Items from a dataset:
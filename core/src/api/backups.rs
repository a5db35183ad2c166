//! Site backups through `CMD_SITE_BACKUP`. Creation and restore are queued
//! by the panel; both return once the job is accepted.

use crate::context::UserContext;
use crate::error::Result;
use crate::http::HttpMethod;
use crate::transport::{Endpoint, Form};

use super::push_indexed;

/// Backup sections the panel can include in or restore from an archive.
#[derive(Debug, Clone, Copy, PartialEq, Eq, Hash)]
pub enum BackupItem {
    Domain,
    Subdomain,
    Email,
    EmailData,
    EmailSettings,
    Forwarder,
    Autoresponder,
    Vacation,
    List,
    Ftp,
    FtpSettings,
    Database,
    DatabaseData,
    Trash,
}

impl BackupItem {
    pub const ALL: [BackupItem; 14] = [
        BackupItem::Domain,
        BackupItem::Subdomain,
        BackupItem::Email,
        BackupItem::EmailData,
        BackupItem::EmailSettings,
        BackupItem::Forwarder,
        BackupItem::Autoresponder,
        BackupItem::Vacation,
        BackupItem::List,
        BackupItem::Ftp,
        BackupItem::FtpSettings,
        BackupItem::Database,
        BackupItem::DatabaseData,
        BackupItem::Trash,
    ];

    pub fn as_str(self) -> &'static str {
        match self {
            BackupItem::Domain => "domain",
            BackupItem::Subdomain => "subdomain",
            BackupItem::Email => "email",
            BackupItem::EmailData => "email_data",
            BackupItem::EmailSettings => "emailsettings",
            BackupItem::Forwarder => "forwarder",
            BackupItem::Autoresponder => "autoresponder",
            BackupItem::Vacation => "vacation",
            BackupItem::List => "list",
            BackupItem::Ftp => "ftp",
            BackupItem::FtpSettings => "ftpsettings",
            BackupItem::Database => "database",
            BackupItem::DatabaseData => "database_data",
            BackupItem::Trash => "trash",
        }
    }
}

// The panel versions these two forms independently.
const CREATE_FORM_VERSION: &str = "4";
const RESTORE_FORM_VERSION: &str = "3";

fn backup_form(action: &str, domain: &str, form_version: &str, items: &[BackupItem]) -> Form {
    let mut form = Form::new()
        .with("action", action)
        .with("domain", domain)
        .with("form_version", form_version);
    push_indexed(&mut form, "select", items.iter().map(|item| item.as_str()));
    form
}

impl UserContext {
    /// Queue a backup of `items` for `domain`.
    pub fn create_backup(&self, domain: &str, items: &[BackupItem]) -> Result<()> {
        self.legacy_action(
            "SITE_BACKUP",
            &backup_form("backup", domain, CREATE_FORM_VERSION, items),
            "create backup",
            "Backup creation added to queue",
        )
    }

    pub fn create_backup_all_items(&self, domain: &str) -> Result<()> {
        self.create_backup(domain, &BackupItem::ALL)
    }

    /// Archive file names for `domain`. The panel pages the list; only the
    /// first 50 are returned.
    pub fn get_backups(&self, domain: &str) -> Result<Vec<String>> {
        let endpoint = Endpoint::new("SITE_BACKUP")
            .query("domain", domain)
            .query("ipp", "50");
        let backups: Option<Vec<String>> = self.call_legacy(HttpMethod::Get, endpoint, None)?;
        Ok(backups.unwrap_or_default())
    }

    /// Queue a restore of `items` from the archive `file`.
    pub fn restore_backup(&self, domain: &str, file: &str, items: &[BackupItem]) -> Result<()> {
        let mut form = backup_form("restore", domain, RESTORE_FORM_VERSION, items);
        form.push("file", file);
        self.legacy_action(
            "SITE_BACKUP",
            &form,
            "restore backup",
            "Restore will run in the background",
        )
    }

    pub fn restore_backup_all_items(&self, domain: &str, file: &str) -> Result<()> {
        self.restore_backup(domain, file, &BackupItem::ALL)
    }
}
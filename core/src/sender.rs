//! Low-level sender shared by both protocol generations.
//!
//! The sender executes a prepared request, records any cookies the panel
//! sets, and classifies the status. It never interprets the body: the two
//! protocols disagree on what a non-2xx body means, so that is left to the
//! transport layer.

use std::sync::Arc;
use std::time::{Duration, Instant};

use tracing::debug;
use url::Url;

use crate::error::{Error, Result};
use crate::http::{HttpBackend, HttpMethod, HttpRequest, HttpResponse};
use crate::session::SessionStore;

/// Response bodies above this size are truncated in debug traces.
pub const DEBUG_BODY_LIMIT: usize = 32 * 1024;

#[derive(Clone)]
pub(crate) struct Sender {
    backend: Arc<dyn HttpBackend>,
    debug: bool,
}

impl Sender {
    pub(crate) fn new(backend: Arc<dyn HttpBackend>, debug: bool) -> Self {
        Self { backend, debug }
    }

    /// Execute `request`, storing returned cookies in `store`.
    ///
    /// Returns the body on 2xx. Any other status becomes
    /// [`Error::Status`] with the untouched body.
    pub(crate) fn execute(&self, request: &HttpRequest, store: &SessionStore) -> Result<Vec<u8>> {
        let started = Instant::now();
        let url = Url::parse(&request.url)?;
        let response = self.backend.execute(request)?;

        for header in response.set_cookies() {
            store.store_set_cookie(&url, header);
        }

        if self.debug {
            trace_exchange(request, &url, &response, started.elapsed());
        }

        if response.is_success() {
            Ok(response.body)
        } else {
            Err(Error::Status {
                status: response.status,
                body: response.body,
            })
        }
    }
}

impl std::fmt::Debug for Sender {
    fn fmt(&self, f: &mut std::fmt::Formatter<'_>) -> std::fmt::Result {
        f.debug_struct("Sender").field("debug", &self.debug).finish_non_exhaustive()
    }
}

fn trace_exchange(request: &HttpRequest, url: &Url, response: &HttpResponse, elapsed: Duration) {
    let path = match url.query() {
        Some(query) => format!("{}?{query}", url.path()),
        None => url.path().to_string(),
    };
    let cookies = request.header("cookie").unwrap_or_default();
    let body = truncate_for_trace(&response.body);
    debug!(
        method = %request.method,
        %path,
        status = response.status,
        elapsed_ms = elapsed.as_millis() as u64,
        cookies,
        body = %body,
        "directadmin request"
    );
}

pub(crate) fn truncate_for_trace(body: &[u8]) -> String {
    if body.len() <= DEBUG_BODY_LIMIT {
        return String::from_utf8_lossy(body).into_owned();
    }
    let mut rendered = String::from_utf8_lossy(&body[..DEBUG_BODY_LIMIT]).into_owned();
    rendered.push_str(&format!("... ({} bytes truncated)", body.len() - DEBUG_BODY_LIMIT));
    rendered
}

/// Blocking backend over a `ureq` agent.
///
/// Status codes are returned as data (`http_status_as_error(false)`) so the
/// sender and transport can interpret 4xx/5xx bodies themselves.
pub struct UreqBackend {
    agent: ureq::Agent,
}

impl UreqBackend {
    pub fn new(timeout: Duration) -> Self {
        let agent = ureq::Agent::config_builder()
            .http_status_as_error(false)
            .timeout_global(Some(timeout))
            .build()
            .new_agent();
        Self { agent }
    }
}

impl std::fmt::Debug for UreqBackend {
    fn fmt(&self, f: &mut std::fmt::Formatter<'_>) -> std::fmt::Result {
        f.debug_struct("UreqBackend").finish_non_exhaustive()
    }
}

impl HttpBackend for UreqBackend {
    fn execute(&self, request: &HttpRequest) -> Result<HttpResponse> {
        let url = request.url.as_str();
        let body = request.body.as_deref().unwrap_or_default();

        let result = match request.method {
            HttpMethod::Get => with_headers(self.agent.get(url), &request.headers).call(),
            HttpMethod::Delete => with_headers(self.agent.delete(url), &request.headers).call(),
            HttpMethod::Post => with_headers(self.agent.post(url), &request.headers).send(body),
            HttpMethod::Put => with_headers(self.agent.put(url), &request.headers).send(body),
        };
        let mut response = result.map_err(|e| Error::Transport(Box::new(e)))?;

        let status = response.status().as_u16();
        let headers = response
            .headers()
            .iter()
            .filter_map(|(name, value)| {
                value
                    .to_str()
                    .ok()
                    .map(|value| (name.as_str().to_string(), value.to_string()))
            })
            .collect();
        let body = response
            .body_mut()
            .read_to_vec()
            .map_err(|e| Error::Transport(Box::new(e)))?;

        Ok(HttpResponse {
            status,
            headers,
            body,
        })
    }
}

fn with_headers<B>(
    mut builder: ureq::RequestBuilder<B>,
    headers: &[(String, String)],
) -> ureq::RequestBuilder<B> {
    for (name, value) in headers {
        builder = builder.header(name.as_str(), value.as_str());
    }
    builder
}

#[cfg(test)]
mod tests {
    use super::*;
    use crate::test_support::ScriptedBackend;

    fn request(url: &str) -> HttpRequest {
        HttpRequest {
            method: HttpMethod::Get,
            url: url.to_string(),
            headers: Vec::new(),
            body: None,
        }
    }

    #[test]
    fn success_returns_body_and_stores_cookies() {
        let backend = Arc::new(ScriptedBackend::new());
        backend.push_with_headers(
            200,
            vec![("Set-Cookie", "session=abc; Path=/"), ("Set-Cookie", "csrftoken=t0k; Path=/api")],
            "{}",
        );
        let sender = Sender::new(backend.clone(), false);
        let store = SessionStore::new();

        let body = sender
            .execute(&request("https://panel.example.com:2222/api/login"), &store)
            .unwrap();
        assert_eq!(body, b"{}");

        let api = Url::parse("https://panel.example.com:2222/api/session").unwrap();
        assert!(store.has_session(&api));
        assert_eq!(store.csrf_token(&api), Some("t0k".to_string()));
    }

    #[test]
    fn non_2xx_keeps_status_and_body_uninterpreted() {
        let backend = Arc::new(ScriptedBackend::new());
        backend.push(403, r#"{"type":"FORBIDDEN","message":"nope"}"#);
        let sender = Sender::new(backend, true);

        let err = sender
            .execute(&request("https://panel.example.com:2222/api/license"), &SessionStore::new())
            .unwrap_err();
        match err {
            Error::Status { status, body } => {
                assert_eq!(status, 403);
                assert_eq!(body, br#"{"type":"FORBIDDEN","message":"nope"}"#.to_vec());
            }
            other => panic!("unexpected error: {other:?}"),
        }
    }

    #[test]
    fn cookies_from_error_responses_are_still_stored() {
        let backend = Arc::new(ScriptedBackend::new());
        backend.push_with_headers(401, vec![("Set-Cookie", "csrftoken=fresh; Path=/")], "");
        let sender = Sender::new(backend, false);
        let store = SessionStore::new();
        let url = "https://panel.example.com:2222/api/login";

        assert!(sender.execute(&request(url), &store).is_err());
        assert_eq!(store.csrf_token(&Url::parse(url).unwrap()), Some("fresh".to_string()));
    }

    #[test]
    fn trace_body_is_truncated_above_limit() {
        let body = vec![b'a'; DEBUG_BODY_LIMIT + 10];
        let rendered = truncate_for_trace(&body);
        assert!(rendered.ends_with("... (10 bytes truncated)"));
        assert_eq!(truncate_for_trace(b"short"), "short");
    }
}
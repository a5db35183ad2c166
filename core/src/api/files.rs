use serde::Serialize;

use crate::context::UserContext;
use crate::error::{Error, Result};
use crate::http::HttpMethod;
use crate::model::FileMetadata;
use crate::transport::{json_body, Endpoint, MultipartForm};

#[derive(Serialize)]
struct PathBody<'a> {
    path: &'a str,
}

#[derive(Serialize)]
struct RemoveBody {
    paths: Vec<String>,
    trash: bool,
}

#[derive(Serialize)]
struct ArchiveBody<'a> {
    destination: String,
    sources: &'a [&'a str],
}

#[derive(Serialize)]
#[serde(rename_all = "camelCase")]
struct ExtractBody {
    destination_dir: String,
    merge_and_overwrite: bool,
    source: String,
}

#[derive(Serialize)]
struct MoveBody<'a> {
    destination: &'a str,
    overwrite: bool,
    source: &'a str,
}

/// Paths are relative to the account home; the panel wants them rooted.
fn rooted(path: &str) -> String {
    if path.starts_with('/') {
        path.to_string()
    } else {
        format!("/{path}")
    }
}

/// Split a rooted path into its directory and final component.
fn split_path(path: &str) -> (&str, &str) {
    match path.rsplit_once('/') {
        Some(("", name)) => ("/", name),
        Some((dir, name)) => (dir, name),
        None => ("/", path),
    }
}

impl UserContext {
    /// Zip `sources` into `destination` on the server. `.zip` is appended
    /// when missing.
    pub fn create_archive(&self, destination: &str, sources: &[&str]) -> Result<()> {
        if destination.is_empty() || sources.is_empty() {
            return Err(Error::InvalidInput("no destination path or sources provided".to_string()));
        }
        let destination = if destination.ends_with(".zip") {
            destination.to_string()
        } else {
            format!("{destination}.zip")
        };
        let body = json_body(&ArchiveBody { destination, sources })?;
        self.call_modern_bytes(HttpMethod::Post, "filemanager-actions/create-archive", Some(body))?;
        Ok(())
    }

    /// Create `path` along with any missing parents.
    pub fn create_directory(&self, path: &str) -> Result<()> {
        let body = json_body(&PathBody { path })?;
        self.call_modern_bytes(HttpMethod::Post, "filemanager-actions/mkdir", Some(body))?;
        Ok(())
    }

    /// Remove `paths`, moving them to the trash unless `skip_trash`.
    pub fn delete_files(&self, skip_trash: bool, paths: &[&str]) -> Result<()> {
        if paths.is_empty() {
            return Err(Error::InvalidInput("no files provided".to_string()));
        }
        let mut normalized = Vec::with_capacity(paths.len());
        for (index, path) in paths.iter().enumerate() {
            if path.is_empty() {
                return Err(Error::InvalidInput(format!(
                    "empty file path provided for file {}",
                    index + 1
                )));
            }
            normalized.push(rooted(path));
        }
        let body = json_body(&RemoveBody {
            paths: normalized,
            trash: !skip_trash,
        })?;
        self.call_modern_bytes(HttpMethod::Post, "filemanager-actions/remove", Some(body))?;
        Ok(())
    }

    pub fn download_file(&self, path: &str) -> Result<Vec<u8>> {
        self.call_modern_bytes(
            HttpMethod::Get,
            Endpoint::new("filemanager/download").query("path", path),
            None,
        )
    }

    pub fn extract_archive(&self, destination_dir: &str, source: &str, merge_and_overwrite: bool) -> Result<()> {
        if destination_dir.is_empty() || source.is_empty() {
            return Err(Error::InvalidInput(
                "no destination directory or source provided".to_string(),
            ));
        }
        let body = json_body(&ExtractBody {
            destination_dir: rooted(destination_dir),
            merge_and_overwrite,
            source: rooted(source),
        })?;
        self.call_modern_bytes(HttpMethod::Post, "filemanager-actions/extract-archive", Some(body))?;
        Ok(())
    }

    pub fn get_file_metadata(&self, path: &str) -> Result<FileMetadata> {
        self.call_modern(
            HttpMethod::Get,
            Endpoint::new("filemanager/metadata").query("path", path),
            None,
        )
    }

    pub fn move_path(&self, source: &str, destination: &str, overwrite: bool) -> Result<()> {
        let body = json_body(&MoveBody {
            destination,
            overwrite,
            source,
        })?;
        self.call_modern_bytes(HttpMethod::Post, "filemanager-actions/move", Some(body))?;
        Ok(())
    }

    /// Store `data` at `path`, replacing an existing file only when
    /// `overwrite` is set.
    pub fn upload_file(&self, path: &str, data: &[u8], overwrite: bool) -> Result<()> {
        if path.is_empty() {
            return Err(Error::InvalidInput("no upload path provided".to_string()));
        }
        let path = rooted(path);
        let (dir, name) = split_path(&path);
        let (body, content_type) = MultipartForm::new().file("file", name, data).finish();
        let endpoint = Endpoint::new("filemanager-actions/upload")
            .query("dir", dir)
            .query("overwrite", overwrite.to_string())
            .query("name", name);
        self.upload::<serde_json::Value>(HttpMethod::Post, endpoint, body, &content_type)?;
        Ok(())
    }
}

WORK REQUEST. In the records above, each line with the string "nope" should be copied.

ANSWER SPACE.
        backend.push(403, r#"{"type":"FORBIDDEN","message":"nope"}"#);
                assert_eq!(body, br#"{"type":"FORBIDDEN","message":"nope"}"#.to_vec());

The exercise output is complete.